-------- DATASET ENTRIES
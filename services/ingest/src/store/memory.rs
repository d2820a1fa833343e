use std::collections::{BTreeMap, HashMap};
use std::sync::{Mutex, MutexGuard};

use async_trait::async_trait;
use uuid::Uuid;

use super::{CatalogSource, ObservationStore, StoreError, UploadLedger};
use crate::ledger::{NewUpload, UploadRecord, UploadUpdate};
use crate::model::{Block, Farm, Observation};

#[derive(Default)]
struct State {
    observations: BTreeMap<String, Observation>,
    upsert_calls: Vec<usize>,
    ledger_updates: usize,
    uploads: HashMap<Uuid, UploadRecord>,
}

/// In-process store: fixed catalog, fingerprint-keyed observations and an
/// upload ledger. Can be told to fail the n-th upsert call.
#[derive(Default)]
pub struct MemoryStore {
    farms: Vec<Farm>,
    blocks: Vec<Block>,
    fail_on_upsert: Option<usize>,
    fail_on_ledger_update: Option<usize>,
    state: Mutex<State>,
}

impl MemoryStore {
    pub fn new() -> Self {
        Self::default()
    }

    pub fn with_catalog(farms: Vec<Farm>, blocks: Vec<Block>) -> Self {
        Self {
            farms,
            blocks,
            ..Self::default()
        }
    }

    /// Make the upsert call with this 1-based index return an error
    pub fn failing_on_upsert(mut self, call: usize) -> Self {
        self.fail_on_upsert = Some(call);
        self
    }

    /// Make the ledger update call with this 1-based index return an error
    pub fn failing_on_ledger_update(mut self, call: usize) -> Self {
        self.fail_on_ledger_update = Some(call);
        self
    }

    fn state(&self) -> MutexGuard<'_, State> {
        // a panicked test thread must not hide the data from the next assertion
        self.state.lock().unwrap_or_else(|e| e.into_inner())
    }

    pub fn observation_count(&self) -> usize {
        self.state().observations.len()
    }

    /// Stored observations ordered by fingerprint
    pub fn observations(&self) -> Vec<Observation> {
        self.state().observations.values().cloned().collect()
    }

    /// Size of each upsert call, in call order
    pub fn upsert_calls(&self) -> Vec<usize> {
        self.state().upsert_calls.clone()
    }

    pub fn upload_records(&self) -> Vec<UploadRecord> {
        self.state().uploads.values().cloned().collect()
    }
}

#[async_trait]
impl CatalogSource for MemoryStore {
    async fn fetch_farms(&self) -> Result<Vec<Farm>, StoreError> {
        let mut farms = self.farms.clone();
        farms.sort_by(|a, b| a.name.cmp(&b.name));
        Ok(farms)
    }

    async fn fetch_blocks_by_farm(&self, farm_id: Uuid) -> Result<Vec<Block>, StoreError> {
        let mut blocks: Vec<Block> = self
            .blocks
            .iter()
            .filter(|b| b.farm_id == farm_id)
            .cloned()
            .collect();
        blocks.sort_by(|a, b| a.name.cmp(&b.name));
        Ok(blocks)
    }
}

#[async_trait]
impl ObservationStore for MemoryStore {
    async fn upsert_observations(&self, rows: &[Observation]) -> Result<(), StoreError> {
        let mut state = self.state();
        state.upsert_calls.push(rows.len());
        if self.fail_on_upsert == Some(state.upsert_calls.len()) {
            return Err(StoreError::Rejected(format!(
                "injected failure on upsert call {}",
                state.upsert_calls.len()
            )));
        }
        for row in rows {
            state
                .observations
                .insert(row.fingerprint.clone(), row.clone());
        }
        Ok(())
    }
}

#[async_trait]
impl UploadLedger for MemoryStore {
    async fn create_upload_record(&self, new: &NewUpload) -> Result<Uuid, StoreError> {
        let id = Uuid::new_v4();
        self.state()
            .uploads
            .insert(id, UploadRecord::start(id, new));
        Ok(id)
    }

    async fn update_upload_record(
        &self,
        id: Uuid,
        update: &UploadUpdate,
    ) -> Result<(), StoreError> {
        let mut state = self.state();
        state.ledger_updates += 1;
        if self.fail_on_ledger_update == Some(state.ledger_updates) {
            return Err(StoreError::Rejected(format!(
                "injected failure on ledger update {}",
                state.ledger_updates
            )));
        }
        let record = state
            .uploads
            .get_mut(&id)
            .ok_or(StoreError::UploadNotFound(id))?;
        record.apply(update);
        Ok(())
    }

    async fn get_upload_record(&self, id: Uuid) -> Result<Option<UploadRecord>, StoreError> {
        Ok(self.state().uploads.get(&id).cloned())
    }

    async fn list_upload_records(&self, limit: i64) -> Result<Vec<UploadRecord>, StoreError> {
        let mut records: Vec<UploadRecord> = self.state().uploads.values().cloned().collect();
        records.sort_by(|a, b| b.created_at.cmp(&a.created_at));
        records.truncate(usize::try_from(limit.max(0)).unwrap_or(usize::MAX));
        Ok(records)
    }
}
----------------
From the records above, return each line that has the string "based".

FINAL ANSWER:
    /// Make the upsert call with this 1-based index return an error
    /// Make the ledger update call with this 1-based index return an error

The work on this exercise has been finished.